Records shown:
»»
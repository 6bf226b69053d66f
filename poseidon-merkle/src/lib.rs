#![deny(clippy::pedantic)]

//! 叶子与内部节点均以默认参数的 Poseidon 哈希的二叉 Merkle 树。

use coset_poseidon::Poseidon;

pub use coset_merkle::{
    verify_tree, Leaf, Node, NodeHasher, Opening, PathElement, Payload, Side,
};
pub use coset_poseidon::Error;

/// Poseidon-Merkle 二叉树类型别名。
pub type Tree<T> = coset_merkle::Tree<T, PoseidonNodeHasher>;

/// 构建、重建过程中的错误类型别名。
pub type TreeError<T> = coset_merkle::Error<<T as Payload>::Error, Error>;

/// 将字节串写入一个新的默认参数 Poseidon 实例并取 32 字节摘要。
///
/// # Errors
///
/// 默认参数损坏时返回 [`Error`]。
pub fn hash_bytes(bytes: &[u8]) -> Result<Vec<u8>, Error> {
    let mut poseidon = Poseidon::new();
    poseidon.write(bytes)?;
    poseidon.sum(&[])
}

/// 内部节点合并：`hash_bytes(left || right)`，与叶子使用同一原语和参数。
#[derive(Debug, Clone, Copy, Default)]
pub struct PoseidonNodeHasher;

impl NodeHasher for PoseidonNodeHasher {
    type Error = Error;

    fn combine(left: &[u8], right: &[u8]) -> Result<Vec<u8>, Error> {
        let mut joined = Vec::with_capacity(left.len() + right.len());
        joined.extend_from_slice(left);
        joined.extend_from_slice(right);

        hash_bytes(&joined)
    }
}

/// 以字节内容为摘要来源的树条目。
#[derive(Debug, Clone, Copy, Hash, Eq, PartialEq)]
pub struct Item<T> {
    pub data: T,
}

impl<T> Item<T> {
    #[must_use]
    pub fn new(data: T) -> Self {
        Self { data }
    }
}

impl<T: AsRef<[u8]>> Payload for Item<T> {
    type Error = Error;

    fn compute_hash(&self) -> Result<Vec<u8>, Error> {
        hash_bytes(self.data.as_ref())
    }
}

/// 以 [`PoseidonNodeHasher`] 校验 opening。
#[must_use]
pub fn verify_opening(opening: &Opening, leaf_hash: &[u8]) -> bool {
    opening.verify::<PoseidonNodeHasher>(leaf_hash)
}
««
What to work on: Write out the complete material a second time, matching it exactly.

Answer to this task:
repository 6bf226b69053d66f
filename poseidon-merkle/src/lib.rs
#![deny(clippy::pedantic)]

//! 叶子与内部节点均以默认参数的 Poseidon 哈希的二叉 Merkle 树。

use coset_poseidon::Poseidon;

pub use coset_merkle::{
    verify_tree, Leaf, Node, NodeHasher, Opening, PathElement, Payload, Side,
};
pub use coset_poseidon::Error;

/// Poseidon-Merkle 二叉树类型别名。
pub type Tree<T> = coset_merkle::Tree<T, PoseidonNodeHasher>;

/// 构建、重建过程中的错误类型别名。
pub type TreeError<T> = coset_merkle::Error<<T as Payload>::Error, Error>;

/// 将字节串写入一个新的默认参数 Poseidon 实例并取 32 字节摘要。
///
/// # Errors
///
/// 默认参数损坏时返回 [`Error`]。
pub fn hash_bytes(bytes: &[u8]) -> Result<Vec<u8>, Error> {
    let mut poseidon = Poseidon::new();
    poseidon.write(bytes)?;
    poseidon.sum(&[])
}

/// 内部节点合并：`hash_bytes(left || right)`，与叶子使用同一原语和参数。
#[derive(Debug, Clone, Copy, Default)]
pub struct PoseidonNodeHasher;

impl NodeHasher for PoseidonNodeHasher {
    type Error = Error;

    fn combine(left: &[u8], right: &[u8]) -> Result<Vec<u8>, Error> {
        let mut joined = Vec::with_capacity(left.len() + right.len());
        joined.extend_from_slice(left);
        joined.extend_from_slice(right);

        hash_bytes(&joined)
    }
}

/// 以字节内容为摘要来源的树条目。
#[derive(Debug, Clone, Copy, Hash, Eq, PartialEq)]
pub struct Item<T> {
    pub data: T,
}

impl<T> Item<T> {
    #[must_use]
    pub fn new(data: T) -> Self {
        Self { data }
    }
}

impl<T: AsRef<[u8]>> Payload for Item<T> {
    type Error = Error;

    fn compute_hash(&self) -> Result<Vec<u8>, Error> {
        hash_bytes(self.data.as_ref())
    }
}

/// 以 [`PoseidonNodeHasher`] 校验 opening。
#[must_use]
pub fn verify_opening(opening: &Opening, leaf_hash: &[u8]) -> bool {
    opening.verify::<PoseidonNodeHasher>(leaf_hash)
}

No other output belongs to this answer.